**TASK BRIEF**
Start at the first line of the material. Repeat each line exactly through the one containing "use crate::worker::FileWorker;", then stop.

****

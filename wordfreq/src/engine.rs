use rayon::ThreadPoolBuilder;
use std::fmt;
use tracing::{debug, info, warn};

use crate::config::AnalysisConfig;
use crate::errors::{TallyError, TallyResult};
use crate::metrics::RunMetrics;
use crate::report::Report;
use crate::tally::WordTally;
use crate::worker::FileWorker;

/// Stages of a run, entered strictly in declaration order
#[derive(Debug, Clone, Copy, PartialEq, Eq, PartialOrd, Ord)]
pub enum RunPhase {
    Idle,
    Dispatching,
    Waiting,
    Aggregating,
    Done,
}

impl fmt::Display for RunPhase {
    fn fmt(&self, f: &mut fmt::Formatter<'_>) -> fmt::Result {
        let name = match self {
            RunPhase::Idle => "idle",
            RunPhase::Dispatching => "dispatching",
            RunPhase::Waiting => "waiting",
            RunPhase::Aggregating => "aggregating",
            RunPhase::Done => "done",
        };
        f.write_str(name)
    }
}

struct PhaseTracker {
    phase: RunPhase,
}

impl PhaseTracker {
    fn new() -> Self {
        Self {
            phase: RunPhase::Idle,
        }
    }

    fn advance(&mut self, next: RunPhase) {
        debug_assert!(next > self.phase, "run phases only move forward");
        debug!("Run phase: {} -> {}", self.phase, next);
        self.phase = next;
    }
}

/// Counts words across every file in `config` and builds the report.
///
/// One task is spawned per file on a dedicated pool. The scope returns only after every
/// task has finished, successfully or not, and only then is the tally drained. Per-file
/// failures are logged and otherwise ignored; a failed file still counts as processed.
pub fn analyze(config: &AnalysisConfig) -> TallyResult<Report> {
    let mut tracker = PhaseTracker::new();

    if config.files.is_empty() {
        return Err(TallyError::MissingArguments);
    }

    info!(
        "Starting analysis of {} files on {} threads",
        config.files.len(),
        config.thread_count
    );

    let pool = ThreadPoolBuilder::new()
        .num_threads(config.thread_count.get())
        .build()
        .map_err(|e| TallyError::thread_pool(e.to_string()))?;

    let tally = WordTally::new();
    let metrics = RunMetrics::new();
    let worker = FileWorker::new(&tally, metrics.clone(), config.encoding_mode);

    tracker.advance(RunPhase::Dispatching);
    pool.scope(|scope| {
        for path in &config.files {
            let worker = worker.clone();
            scope.spawn(move |_| {
                if let Err(e) = worker.process_file(path) {
                    warn!("Skipping {}: {}", path.display(), e);
                }
            });
        }
        tracker.advance(RunPhase::Waiting);
    });

    tracker.advance(RunPhase::Aggregating);
    drop(worker);
    let report = Report::from_records(tally.drain(), config.files.len());
    metrics.log_stats();

    tracker.advance(RunPhase::Done);
    info!(
        "Analysis complete. {} unique words, {} total words in {} files",
        report.unique_words, report.total_words, report.files_processed
    );

    Ok(report)
}
use config::{Config as ConfigBuilder, File};
use serde::Deserialize;
use std::num::NonZeroUsize;
use std::path::{Path, PathBuf};
use tracing::warn;

use crate::errors::{TallyError, TallyResult};

/// Configuration for an analysis run.
///
/// # Configuration Locations
///
/// Values are layered, later sources overriding earlier ones:
/// 1. Global `$HOME/.config/wordfreq/config.yaml`
/// 2. Local `.wordfreq.yaml` in the current directory
/// 3. A file passed with `--config`
/// 4. Command-line flags, applied with [`AnalysisConfig::merge_with_cli`]
///
/// A default location that fails to parse is logged and skipped. Only a file passed
/// explicitly can fail the load.
///
/// # Configuration Format
///
/// ```yaml
/// # Worker pool size (default: CPU cores)
/// thread_count: 4
///
/// # Log level (trace, debug, info, warn, error)
/// log_level: "info"
///
/// # How to handle invalid UTF-8 (failfast, lossy)
/// encoding_mode: "lossy"
/// ```
///
/// Input files only ever come from the command line.
#[derive(Debug, Clone, Deserialize, PartialEq)]
#[serde(default)]
pub struct AnalysisConfig {
    /// Files to analyze, one worker each
    #[serde(skip)]
    pub files: Vec<PathBuf>,

    /// Number of threads in the worker pool
    pub thread_count: NonZeroUsize,

    /// Log level (trace, debug, info, warn, error)
    pub log_level: String,

    /// How lines that are not valid UTF-8 are handled
    pub encoding_mode: EncodingMode,
}

/// Handling of invalid UTF-8 in input files
#[derive(Debug, Clone, Copy, Default, PartialEq, Eq, Deserialize)]
#[serde(rename_all = "lowercase")]
pub enum EncodingMode {
    /// Abandon the file at the first invalid line
    #[default]
    FailFast,
    /// Replace invalid sequences with U+FFFD and keep going
    Lossy,
}

impl std::str::FromStr for EncodingMode {
    type Err = TallyError;

    fn from_str(s: &str) -> Result<Self, Self::Err> {
        match s.to_ascii_lowercase().as_str() {
            "failfast" => Ok(Self::FailFast),
            "lossy" => Ok(Self::Lossy),
            other => Err(TallyError::config_error(format!(
                "Unknown encoding mode '{}', expected failfast or lossy",
                other
            ))),
        }
    }
}

/// Values given on the command line. `None` leaves the configured value alone.
#[derive(Debug, Clone, Default)]
pub struct CliOverrides {
    pub files: Vec<PathBuf>,
    pub thread_count: Option<NonZeroUsize>,
    pub log_level: Option<String>,
    pub encoding_mode: Option<EncodingMode>,
}

fn default_thread_count() -> NonZeroUsize {
    NonZeroUsize::new(num_cpus::get()).unwrap_or(NonZeroUsize::MIN)
}

fn default_log_level() -> String {
    "warn".to_string()
}

impl Default for AnalysisConfig {
    fn default() -> Self {
        Self {
            files: Vec::new(),
            thread_count: default_thread_count(),
            log_level: default_log_level(),
            encoding_mode: EncodingMode::default(),
        }
    }
}

impl AnalysisConfig {
    /// Creates a default configuration for the given files
    pub fn for_files<I, P>(files: I) -> Self
    where
        I: IntoIterator<Item = P>,
        P: Into<PathBuf>,
    {
        Self {
            files: files.into_iter().map(Into::into).collect(),
            ..Self::default()
        }
    }

    /// Loads configuration, adding an explicit file on top of the default locations
    pub fn load_from(config_path: Option<&Path>) -> TallyResult<Self> {
        let defaults = [
            dirs::config_dir().map(|p| p.join("wordfreq/config.yaml")),
            Some(PathBuf::from(".wordfreq.yaml")),
        ];
        let defaults: Vec<PathBuf> = defaults.into_iter().flatten().collect();
        Self::load_layers(&defaults, config_path)
    }

    fn load_layers(defaults: &[PathBuf], config_path: Option<&Path>) -> TallyResult<Self> {
        if let Some(path) = config_path {
            if !path.exists() {
                return Err(TallyError::config_error(format!(
                    "Config file not found: {}",
                    path.display()
                )));
            }
        }

        let mut layers: Vec<&Path> = Vec::new();
        for path in defaults.iter().filter(|p| p.exists()) {
            match Self::deserialize_layers(&[path.as_path()]) {
                Ok(_) => layers.push(path),
                Err(e) => warn!("Ignoring config file {}: {}", path.display(), e),
            }
        }
        layers.extend(config_path);

        Self::deserialize_layers(&layers)
    }

    fn deserialize_layers(paths: &[&Path]) -> TallyResult<Self> {
        paths
            .iter()
            .fold(ConfigBuilder::builder(), |builder, path| {
                builder.add_source(File::from(*path))
            })
            .build()
            .and_then(|c| c.try_deserialize())
            .map_err(|e| TallyError::config_error(e.to_string()))
    }

    /// Applies command-line values on top of file values
    pub fn merge_with_cli(mut self, cli: CliOverrides) -> Self {
        self.files = cli.files;
        if let Some(threads) = cli.thread_count {
            self.thread_count = threads;
        }
        if let Some(level) = cli.log_level {
            self.log_level = level;
        }
        if let Some(mode) = cli.encoding_mode {
            self.encoding_mode = mode;
        }
        self
    }
}
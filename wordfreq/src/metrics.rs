use std::sync::atomic::{AtomicU64, Ordering};
use std::sync::Arc;
use tracing::info;

/// Tracks counters for a single analysis run.
///
/// Cloning shares the underlying counters, so every worker can record into the same set.
#[derive(Debug, Clone)]
pub struct RunMetrics {
    files_succeeded: Arc<AtomicU64>,
    files_failed: Arc<AtomicU64>,
    lines_scanned: Arc<AtomicU64>,
    tokens_counted: Arc<AtomicU64>,
    tokens_filtered: Arc<AtomicU64>,
}

impl RunMetrics {
    /// Creates a new RunMetrics instance
    pub fn new() -> Self {
        Self {
            files_succeeded: Arc::new(AtomicU64::new(0)),
            files_failed: Arc::new(AtomicU64::new(0)),
            lines_scanned: Arc::new(AtomicU64::new(0)),
            tokens_counted: Arc::new(AtomicU64::new(0)),
            tokens_filtered: Arc::new(AtomicU64::new(0)),
        }
    }

    /// Records a file that was read to the end
    pub fn record_file_success(&self) {
        self.files_succeeded.fetch_add(1, Ordering::Relaxed);
    }

    /// Records a file that could not be opened or was abandoned mid-read
    pub fn record_file_failure(&self) {
        self.files_failed.fetch_add(1, Ordering::Relaxed);
    }

    /// Records the lines and tokens a worker got through, whether or not it finished
    pub fn record_scan(&self, lines: u64, counted: u64, filtered: u64) {
        self.lines_scanned.fetch_add(lines, Ordering::Relaxed);
        self.tokens_counted.fetch_add(counted, Ordering::Relaxed);
        self.tokens_filtered.fetch_add(filtered, Ordering::Relaxed);
    }

    /// Gets the current counter values
    pub fn get_stats(&self) -> RunStats {
        RunStats {
            files_succeeded: self.files_succeeded.load(Ordering::Relaxed),
            files_failed: self.files_failed.load(Ordering::Relaxed),
            lines_scanned: self.lines_scanned.load(Ordering::Relaxed),
            tokens_counted: self.tokens_counted.load(Ordering::Relaxed),
            tokens_filtered: self.tokens_filtered.load(Ordering::Relaxed),
        }
    }

    /// Logs current run statistics
    pub fn log_stats(&self) {
        let stats = self.get_stats();
        info!(
            "Run stats:\n\
             Files succeeded/failed: {}/{}\n\
             Lines scanned: {}\n\
             Tokens counted/filtered: {}/{}",
            stats.files_succeeded,
            stats.files_failed,
            stats.lines_scanned,
            stats.tokens_counted,
            stats.tokens_filtered
        );
    }
}

impl Default for RunMetrics {
    fn default() -> Self {
        Self::new()
    }
}

/// Snapshot of [`RunMetrics`]
#[derive(Debug, Clone, Copy, PartialEq, Eq)]
pub struct RunStats {
    pub files_succeeded: u64,
    pub files_failed: u64,
    pub lines_scanned: u64,
    pub tokens_counted: u64,
    pub tokens_filtered: u64,
}
//! Pixel averaging over a decoded byte buffer.

use tracing::warn;

use crate::color::Rgb;
use crate::decode::DecodedImage;
use crate::error::Error;

/// Compute the per-channel mean color of `image` with truncating integer
/// division.
///
/// Only the first three samples of each pixel contribute. A fourth (alpha)
/// channel is ignored, as are any further channels beyond it; both cases are
/// logged. Sums accumulate in `u64`, which holds `u32::MAX` pixels of 255
/// without overflow.
///
/// # Errors
/// [`Error::SizeMismatch`] if the buffer disagrees with
/// `width * height * channels`, [`Error::EmptyImage`] if there are zero
/// pixels, [`Error::UnsupportedChannels`] for fewer than three channels.
pub fn average(image: DecodedImage) -> Result<Rgb, Error> {
    let expected = image.width as usize * image.height as usize * usize::from(image.channels);
    if image.pixels.len() != expected {
        return Err(Error::SizeMismatch {
            expected,
            actual: image.pixels.len(),
        });
    }
    if image.width == 0 || image.height == 0 {
        return Err(Error::EmptyImage);
    }
    if image.channels < 3 {
        return Err(Error::UnsupportedChannels(image.channels));
    }

    if image.channels == 4 {
        warn!("an alpha channel is present; it is ignored for averaging");
    } else if image.channels > 4 {
        warn!(
            "{} channels per pixel; only the first 3 are averaged",
            image.channels
        );
    }

    // Stride stays the true channel count so the RGB offsets remain aligned
    // for every pixel.
    let stride = usize::from(image.channels);
    let mut sums = [0u64; 3];
    for pixel in image.pixels.chunks_exact(stride) {
        sums[0] += u64::from(pixel[0]);
        sums[1] += u64::from(pixel[1]);
        sums[2] += u64::from(pixel[2]);
    }

    let total = u64::from(image.width) * u64::from(image.height);
    Ok(Rgb::new(sums[0] / total, sums[1] / total, sums[2] / total))
}
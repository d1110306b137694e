//! Binary entrypoint for chromasampler.
//!
//! Delegates all logic to the library crate; no local modules here.

use std::path::PathBuf;
use std::time::Instant;

use anyhow::{Context, Result};
use clap::{ArgAction, Parser};
use tracing::Level;
use tracing_subscriber::{EnvFilter, fmt};

/// Simple CLI
#[derive(Debug, Parser)]
#[command(name = "chromasampler", about = "Finds the average color of an image")]
struct Cli {
    /// Path to the image
    #[arg(short, long, value_name = "FILE")]
    file: PathBuf,

    /// Also print the average as rgb(r, g, b)
    #[arg(short, long)]
    rgb: bool,

    /// Print elapsed time for the averaging step (ms)
    #[arg(short, long)]
    time: bool,

    /// Emit a gradient of N darkened shades of the average color
    #[arg(
        short = 'n',
        long,
        value_name = "N",
        num_args = 0..=1,
        default_missing_value = "10"
    )]
    shades: Option<u32>,

    /// Increase log verbosity (repeatable)
    #[arg(short = 'v', long = "verbose", action = ArgAction::Count)]
    verbose: u8,
}

fn init_tracing(verbosity: u8) {
    // map -v to log level
    let level = match verbosity {
        0 => Level::INFO,
        1 => Level::DEBUG,
        _ => Level::TRACE,
    };
    let filter = EnvFilter::from_default_env()
        .add_directive(format!("chromasampler={}", level).parse().unwrap());
    fmt().with_env_filter(filter).with_target(false).init();
}

fn main() -> Result<()> {
    // Usage errors exit 1 rather than clap's default 2; help/version stay 0.
    let cli = match Cli::try_parse() {
        Ok(cli) => cli,
        Err(err) => {
            let code = if err.use_stderr() { 1 } else { 0 };
            err.print().expect("write clap message");
            std::process::exit(code);
        }
    };
    init_tracing(cli.verbose);

    let image = chromasampler::decode::decode(&cli.file)
        .with_context(|| format!("loading image from {}", cli.file.display()))?;

    let start = Instant::now();
    let average = chromasampler::average::average(image).context("averaging pixels")?;
    let elapsed = start.elapsed();

    if cli.rgb {
        println!("{average}");
    }
    println!("{}", average.to_hex());

    if let Some(count) = cli.shades {
        let palette = chromasampler::shade::shades(average, count);
        // The list is darkest-first; shade 0 is the base color on screen.
        for (k, shade) in palette.iter().rev().enumerate() {
            println!("Shade {k}: {shade}");
            println!("Shade {k}: {}", shade.to_hex());
        }
    }

    if cli.time {
        println!("Elapsed time: {} ms", elapsed.as_millis());
    }

    Ok(())
}
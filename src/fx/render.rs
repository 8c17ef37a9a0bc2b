use super::{
    accumulation::SnowPiles,
    lightning::{BOLT_CORE, BOLT_GLOW, Bolt},
    particle::{Cloud, Fog, Rain, Snow, Star, Sunray, sun_origin},
    surface::{CanvasSize, Point, Rgba, Stroke, Surface},
};

const STAR_COLOR: Rgba = Rgba::rgb(255, 250, 235);
const SUN_COLOR: Rgba = Rgba::rgb(255, 236, 170);
const CLOUD_DAY: Rgba = Rgba::rgb(250, 252, 255);
const CLOUD_NIGHT: Rgba = Rgba::rgb(150, 160, 185);
const RAIN_COLOR: Rgba = Rgba::rgb(170, 200, 235);
const SNOW_COLOR: Rgba = Rgba::rgb(255, 255, 255);
const FOG_COLOR: Rgba = Rgba::rgb(215, 220, 228);
const PILE_FILL: Rgba = Rgba::new(240, 245, 252, 0.92);
const PILE_HIGHLIGHT: Stroke = Stroke {
    color: Rgba::new(255, 255, 255, 0.6),
    width: 1.5,
    blur: 0.0,
};

pub fn draw_star<S: Surface + ?Sized>(surface: &mut S, star: &Star) {
    surface.fill_circle(
        Point::new(star.x, star.y),
        star.radius,
        STAR_COLOR.with_alpha(star.alpha()),
        0.0,
    );
}

pub fn draw_sunray<S: Surface + ?Sized>(surface: &mut S, ray: &Sunray, size: CanvasSize) {
    let origin = sun_origin(size);
    surface.stroke_line(
        origin,
        ray.tip(origin),
        Stroke {
            color: SUN_COLOR.with_alpha(ray.alpha),
            width: ray.width,
            blur: 0.0,
        },
    );
}

pub fn draw_cloud<S: Surface + ?Sized>(surface: &mut S, cloud: &Cloud, is_day: bool) {
    let base = if is_day { CLOUD_DAY } else { CLOUD_NIGHT };
    surface.fill_radial_ellipse(
        Point::new(cloud.x, cloud.y),
        cloud.rx,
        cloud.ry,
        base.with_alpha(cloud.alpha),
    );
}

/// Streak pointing back along the drop's direction of travel.
pub fn draw_rain<S: Surface + ?Sized>(surface: &mut S, drop: &Rain, wind: f32) {
    let vx = drop.drift + wind;
    let vy = drop.speed;
    let norm = vx.hypot(vy).max(f32::EPSILON);
    let head = Point::new(drop.x, drop.y);
    let tail = Point::new(
        drop.x - vx / norm * drop.length,
        drop.y - vy / norm * drop.length,
    );
    surface.stroke_line(
        tail,
        head,
        Stroke {
            color: RAIN_COLOR.with_alpha(drop.alpha),
            width: drop.width,
            blur: 0.0,
        },
    );
}

pub fn draw_snow<S: Surface + ?Sized>(surface: &mut S, flake: &Snow) {
    surface.fill_circle(
        Point::new(flake.x, flake.y),
        flake.radius,
        SNOW_COLOR.with_alpha(flake.alpha),
        flake.radius * 2.0,
    );
}

pub fn draw_fog<S: Surface + ?Sized>(surface: &mut S, wisp: &Fog) {
    surface.fill_radial_ellipse(
        Point::new(wisp.x, wisp.y),
        wisp.rx,
        wisp.ry,
        FOG_COLOR.with_alpha(wisp.alpha()),
    );
}

pub fn draw_snow_piles<S: Surface + ?Sized>(surface: &mut S, piles: &SnowPiles, size: CanvasSize) {
    surface.fill_polygon(&piles.outline(size), PILE_FILL);
    surface.stroke_polyline(&piles.surface(size), PILE_HIGHLIGHT);
}

/// Glow pass first, bright core on top.
pub fn draw_bolt<S: Surface + ?Sized>(surface: &mut S, bolt: &Bolt) {
    surface.stroke_polyline(&bolt.points, BOLT_GLOW);
    surface.stroke_polyline(&bolt.points, BOLT_CORE);
}

#[cfg(test)]
mod tests {
    use super::*;
    use crate::fx::surface::{DrawOp, RecordingSurface};

    #[test]
    fn rain_streak_trails_behind_head() {
        let drop = Rain {
            x: 100.0,
            y: 50.0,
            length: 20.0,
            speed: 0.8,
            drift: 0.0,
            alpha: 0.5,
            width: 1.0,
        };
        let mut surface = RecordingSurface::new();
        draw_rain(&mut surface, &drop, 0.0);
        let DrawOp::Line { from, to, .. } = &surface.ops[0] else {
            panic!("expected a line");
        };
        assert_eq!(*to, Point::new(100.0, 50.0));
        assert!((from.x - 100.0).abs() < 1e-4);
        assert!((from.y - 30.0).abs() < 1e-4);
    }

    #[test]
    fn wind_tilts_streak() {
        let drop = Rain {
            x: 100.0,
            y: 50.0,
            length: 20.0,
            speed: 0.5,
            drift: 0.0,
            alpha: 0.5,
            width: 1.0,
        };
        let mut surface = RecordingSurface::new();
        draw_rain(&mut surface, &drop, 0.5);
        let DrawOp::Line { from, .. } = &surface.ops[0] else {
            panic!("expected a line");
        };
        assert!(from.x < 100.0);
    }

    #[test]
    fn bolt_draws_glow_then_core() {
        let bolt = Bolt {
            points: vec![Point::new(0.0, 0.0), Point::new(10.0, 50.0)],
        };
        let mut surface = RecordingSurface::new();
        draw_bolt(&mut surface, &bolt);
        let widths: Vec<f32> = surface
            .ops
            .iter()
            .filter_map(|op| match op {
                DrawOp::Polyline { stroke, .. } => Some(stroke.width),
                _ => None,
            })
            .collect();
        assert_eq!(widths, vec![BOLT_GLOW.width, BOLT_CORE.width]);
    }

    #[test]
    fn snow_piles_fill_then_highlight() {
        let size = CanvasSize::new(30.0, 100.0);
        let mut piles = SnowPiles::new(size, 0.18);
        piles.deposit(2, 3.0);
        let mut surface = RecordingSurface::new();
        draw_snow_piles(&mut surface, &piles, size);
        assert!(matches!(surface.ops[0], DrawOp::Polygon { .. }));
        assert!(matches!(surface.ops[1], DrawOp::Polyline { .. }));
    }
}
use chrono::{DateTime, Duration, Utc};

/// Data older than this is shown as stale.
pub const STALE_AFTER_MINUTES: i64 = 10;
/// Data older than this, or after [`OFFLINE_AFTER_FAILURES`] failed refreshes, is offline.
pub const OFFLINE_AFTER_MINUTES: i64 = 30;
pub const OFFLINE_AFTER_FAILURES: u32 = 3;

#[derive(Debug, Clone, Copy, PartialEq, Eq)]
pub enum FreshnessState {
    Fresh,
    Stale,
    Offline,
}

impl FreshnessState {
    /// Status badge text; fresh data needs none.
    #[must_use]
    pub fn badge(self) -> Option<&'static str> {
        match self {
            Self::Fresh => None,
            Self::Stale => Some("⚠ stale"),
            Self::Offline => Some("⚠ offline"),
        }
    }
}

#[must_use]
pub fn evaluate_freshness(
    last_success: Option<DateTime<Utc>>,
    consecutive_failures: u32,
) -> FreshnessState {
    evaluate_freshness_at(Utc::now(), last_success, consecutive_failures)
}

#[must_use]
pub fn evaluate_freshness_at(
    now: DateTime<Utc>,
    last_success: Option<DateTime<Utc>>,
    consecutive_failures: u32,
) -> FreshnessState {
    let offline_by_failures = consecutive_failures >= OFFLINE_AFTER_FAILURES;
    let Some(last_success) = last_success else {
        return if offline_by_failures {
            FreshnessState::Offline
        } else {
            FreshnessState::Stale
        };
    };

    let age = now - last_success;
    if offline_by_failures || age > Duration::minutes(OFFLINE_AFTER_MINUTES) {
        FreshnessState::Offline
    } else if consecutive_failures > 0 || age > Duration::minutes(STALE_AFTER_MINUTES) {
        FreshnessState::Stale
    } else {
        FreshnessState::Fresh
    }
}

#[cfg(test)]
mod tests {
    use super::*;

    fn at(minutes_ago: i64, failures: u32) -> FreshnessState {
        let now = Utc::now();
        evaluate_freshness_at(now, Some(now - Duration::minutes(minutes_ago)), failures)
    }

    #[test]
    fn nothing_fetched_yet_is_stale_then_offline() {
        assert_eq!(evaluate_freshness(None, 0), FreshnessState::Stale);
        assert_eq!(evaluate_freshness(None, 2), FreshnessState::Stale);
        assert_eq!(evaluate_freshness(None, 3), FreshnessState::Offline);
    }

    #[test]
    fn age_drives_the_state() {
        assert_eq!(at(0, 0), FreshnessState::Fresh);
        assert_eq!(at(9, 0), FreshnessState::Fresh);
        assert_eq!(at(11, 0), FreshnessState::Stale);
        assert_eq!(at(29, 0), FreshnessState::Stale);
        assert_eq!(at(31, 0), FreshnessState::Offline);
    }

    #[test]
    fn failures_degrade_recent_data() {
        assert_eq!(at(1, 1), FreshnessState::Stale);
        assert_eq!(at(1, 2), FreshnessState::Stale);
        assert_eq!(at(1, 3), FreshnessState::Offline);
    }

    #[test]
    fn only_degraded_states_carry_a_badge() {
        assert_eq!(FreshnessState::Fresh.badge(), None);
        assert_eq!(FreshnessState::Offline.badge(), Some("⚠ offline"));
    }
}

****

**SOLUTION TO THE EXERCISE**
filename wordfreq/src/engine.rs
use rayon::ThreadPoolBuilder;
use std::fmt;
use tracing::{debug, info, warn};

use crate::config::AnalysisConfig;
use crate::errors::{TallyError, TallyResult};
use crate::metrics::RunMetrics;
use crate::report::Report;
use crate::tally::WordTally;
use crate::worker::FileWorker;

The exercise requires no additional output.